Ambiziosa l’operazione dell’ultimo volume di Giovanni Codivilla, Da Lenin a Putin. Politica e religione (Jaca Book 2024 pp. 463 € 24,00). Quella di descrivere la parabola che parte dalla rivoluzione bolscevica per giungere al “mondo russo” attuale. In altri termini, dal leninismo al putinismo, dalla fine dell’impero zarista all’incerta rinascita della Russia post-sovietica. Considerando che siamo in presenza del passaggio dal sistema sovietico ad un sistema ancora incerto e in piena evoluzione. Un sistema ancora in via di definizione all’interno dello sconvolgimento dell’intera definizione dell’ordine mondiale, di cui molti russi contestano la globalizzazione “monopolista” dell’Occidente per cercare una propria centralità in una visione “multipolare”. L’attuale conflitto in Ucraina, iniziato un secolo dopo la fine della prima guerra mondiale, proietta su dimensione universale – direbbe Stefano Caprio – lo stato di guerra permanente, «considerato l’unico strumento a disposizione della Russia per minare le fondamenta del predominio del nemico globale».

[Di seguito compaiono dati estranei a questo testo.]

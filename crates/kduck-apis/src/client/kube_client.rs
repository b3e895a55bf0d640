//! [`DynamicClient`] backed by a real API server

use async_trait::async_trait;
use futures::{StreamExt, TryStreamExt};
use kube::{
    Client,
    api::{Api, DynamicObject, ListParams, WatchParams},
};
use tracing::debug;

use super::{DynamicClient, GroupVersionResource, WatchStream};
use crate::error::{DuckError, Result};
use crate::unstructured::UnstructuredList;

/// Dynamic client over `kube::Client`
#[derive(Clone)]
pub struct KubeDynamicClient {
    client: Client,
    /// Restrict list/watch to one namespace (None = all namespaces)
    namespace: Option<String>,
}

impl KubeDynamicClient {
    /// Client watching all namespaces
    pub fn new(client: Client) -> Self {
        Self {
            client,
            namespace: None,
        }
    }

    /// Client scoped to a single namespace
    pub fn namespaced(client: Client, namespace: impl Into<String>) -> Self {
        Self {
            client,
            namespace: Some(namespace.into()),
        }
    }

    fn api(&self, gvr: &GroupVersionResource) -> Api<DynamicObject> {
        let resource = gvr.api_resource();
        match &self.namespace {
            Some(ns) => Api::namespaced_with(self.client.clone(), ns, &resource),
            None => Api::all_with(self.client.clone(), &resource),
        }
    }
}

#[async_trait]
impl DynamicClient for KubeDynamicClient {
    async fn list(
        &self,
        gvr: &GroupVersionResource,
        params: &ListParams,
    ) -> Result<UnstructuredList> {
        let list = self.api(gvr).list(params).await?;
        debug!(gvr = %gvr, items = list.items.len(), "listed resources");
        Ok(UnstructuredList::from(list))
    }

    async fn watch(
        &self,
        gvr: &GroupVersionResource,
        params: &WatchParams,
        resource_version: &str,
    ) -> Result<WatchStream<DynamicObject>> {
        let stream = self.api(gvr).watch(params, resource_version).await?;
        debug!(gvr = %gvr, resource_version, "watch started");
        Ok(stream.map_err(DuckError::Api).boxed())
    }
}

Nel 1918 un Patriarca si oppone a Lenin che vuole abolire la religione. Nel 2024 un Patriarca sostiene Putin in un assordante progetto imperiale. La missione “salvifica” della Russia di Putin si regge su basi ideologiche alquanto incerte, in buona parte alimentate dal risentimento per la perdita della grandezza sovietica e dalla sensazione tipica della mentalità russa di essere un “terzo polo” in ogni conflitto tra Oriente e Occidente, «una caratteristica genetica del popolo eurasiatico, che non riesce mai a trovare una definizione esaustiva della propria identità». Viviamo da tempo un ritorno drammatico della frattura in seno all’Europa fra il suo Est e il suo Ovest. Alcuni anni fa pochissimi avrebbero ipotizzato che la polarizzazione tra la Russia, e più in generale l’Asia, e l’Unione europea e gli Stati Uniti si sarebbe acuita e concretizzata lungo l’antica faglia, quasi dimenticata, che delimitava le due tradizioni storiche europee, quella latina occidentale e quella post- bizantina. In questa missione “salvifica” per Putin diventa fondamentale il ricorso alla giustificazione religiosa delle proprie pretese, alimentato dalla spettacolare “rinascita religiosa” che ha riportato in auge l’Ortodossia del Patriarcato di Mosca, un fenomeno senza precedenti nella storia universale: dalla cancellazione ateista della religione, alla riproposizione di una religione istitutiva dello Stato.

Dietro la geopolitica, la storia è necessaria per capire come si giunge ai confini tra Est e Ovest? Che cosa sta succedendo? C’è l’Est, c’è l’Ovest. E c’è un’Europa di mezzo in cui ci sono regioni contese tra diversi stati, nel passato e nel presente. Potremmo dire – come sostiene Egidio Ivetic – una fascia che passa in mezzo al continente, dall’Adriatico e dall’Egeo fino al Baltico. È una lunga faglia, in cui di volta in volta i vari Est e i vari Ovest hanno disputato le reciproche aree di pertinenza nel continente. Rimane problematico il contesto dei paesi che si trovano a ridosso della Russia, che furono repubbliche dell’Unione Sovietica o satelliti sovietici e che stanno di qua e di là del confine dell’Unione europea e della NATO. Si tratta di una zona di contatto in cui la Russia ha collocato dal Seicento a oggi le proprie frontiere verso l’Occidente. Ed è qui che l’Occidente cerca il suo confine definitivo.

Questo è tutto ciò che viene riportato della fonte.